Women, who are easy targets in every act of violence and suppression, gave an account of the brutal treatment meted out to them that day. Even today the Jatav women suffer verbal abuse with sexual connotations every day. With safety in view, the Jatavs move around in groups. After the March 14 incident, the administration deployed a police contingent in the village to prevent further violence. However, the Communist Party of India (Marxist Leninist-Liberation) party members, who visited the place, have mentioned in their fact-finding report that the police are monitoring the Jatavs more closely than they are the Gujjars. The claim may not be off the mark because the police have failed to make any arrests so far. A few people whom the Jatavs had named in their complaint have obtained anticipatory bail. The report also states that the police charged the accused under minor sections of the Indian Penal Code (IPC), and as a result, they got bail immediately.

A district official told Frontline on condition of anonymity that the Gujjars, who constitute not more than 20 families, were politically powerful and that his department had been trying to keep a check on their activities. “This is not the first case of encroachment by the Gujjars in Ramgarh. The shops that they own along the village street are constructed on panchayat lands. We have been planning to take some action in this regard too,” he said. The gram pradhan refused to talk to Frontline despite repeated requests.

REAL ESTATE

Ramgarh, like many other villages of western Uttar Pradesh, is surrounded by lush agricultural fields and irrigation canals. Scores of cattle sheds managed by the villagers mark its territory. Like most villages in the vicinity, it is shaped by innumerable asymmetrical bylanes running through a number of big and small semi-plastered houses. However, what makes the village crucial in terms of its location is its proximity to Greater Noida, which has become one of the biggest destinations in the NCR for real estate businesses. One may recall that last year farmers of the villages around Greater Noida had organised themselves to protest against the indiscriminate land acquisition for the Yamuna Expressway and a hi-tech city that was proposed along the highway. But Ramgarh, where farmers have already sold most of their lands, is witnessing an internal conflict that might contribute another dimension to the understanding of the problems fuelled by land acquisitions across the country.

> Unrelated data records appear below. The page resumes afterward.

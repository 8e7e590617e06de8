use anyhow::{Context as _, Result};
use util::ResultExt;

use crate::{context::Context, parser};

/// Church-encoded arithmetic, one statement per line.
pub const STANDARD_LIBRARY: &str = r"
def id = \x. x
def true = \t f. t
def false = \t f. f
def iszero = \n. n (\x. false) true
def fix = \f. (\x. f (x x)) (\x. f (x x))
def succ = \n f x. f (n f x)
def add = \m n f x. m f (n f x)
def mul = \m n f. m (n f)
def exp = \m n. n m
def square = \n. mul n n
def pred = \n f x. n (\g h. h (g f)) (\u. x) (\u. u)
def sub = \m n. n pred m
def div = \n. fix (\c n m f x. (\d. iszero d (0 f x) (f (c d m f x))) (sub n m)) (succ n)
opdef ^ 3 = exp
opdef * 4 = mul
opdef / 4 = div
opdef + 5 = add
opdef - 5 = sub
";

pub fn load(context: &mut Context) -> Result<()> {
    for line in STANDARD_LIBRARY.lines().map(str::trim).filter(|l| !l.is_empty()) {
        parser::parse_statement(line, context)
            .staticalize()
            .with_context(|| format!("Failed to load `{line}`"))?;
    }
    Ok(())
}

Around Ramgarh, a private construction company has acquired most of the lands to build a mega city consisting of housing societies, shopping malls, private schools and hospitals and large sports facilities. It has named the proposed town Sushant Megapolis. Like in most other western Uttar Pradesh villages, agricultural lands in Ramgarh are owned by Jats. Most of the Jats of the village have already sold their land to the company. The other dominant caste, Gujjar, is a backward community, but the Gujjars have traditionally been powerful in the region owing to their money and muscle power. Their wealth comes primarily from moneylending.

As is the case with most of rural India, the traditional moneylenders charge exorbitant rates of interest. Dalits, the most vulnerable community in Ramgarh, have been historically exploited through this process and they continue to be caught in a debt trap. This is also the reason that the land allotted to them is their only property. Most of the Jatavs are landless and work as farmhands in the fields of the Jats. As the Jats have sold their lands, the Jatavs have been forced to take up menial jobs in Delhi or Ghaziabad in Uttar Pradesh.

The conflict over land is inevitable in the context of the booming real estate business in the NCR. The mad rush to buy land has made land prices go up sharply. The 4.75 bighas of encroached land can fetch at least Rs.5 crore at the current market value.

In most of the land acquisition cases in India, construction companies operate through middlemen from the village from where they intend to acquire land. Middlemen generally try to land a deal at the minimum possible price for a fixed commission. They first spread rumours that the government plans to acquire all available lands for a particular project, and this would make a farmer hastily sell his land at a low price.

LARGE-SCALE LAND acquisition by big construction companies has led to a severe land crunch in Ramgarh, which is in the National Capital Region. In the backdrop, high-rise buildings under construction.
If this trick does not work, the middlemen would employ musclemen to threaten the farmers. In this, the middlemen are helped by the gram pradhan, the patwari (village's official clerk) and other village officials, often leading to a complicated builder-official-middleman nexus. In Ramgarh, it is alleged that some members of the Gujjar community have become the middlemen for construction companies.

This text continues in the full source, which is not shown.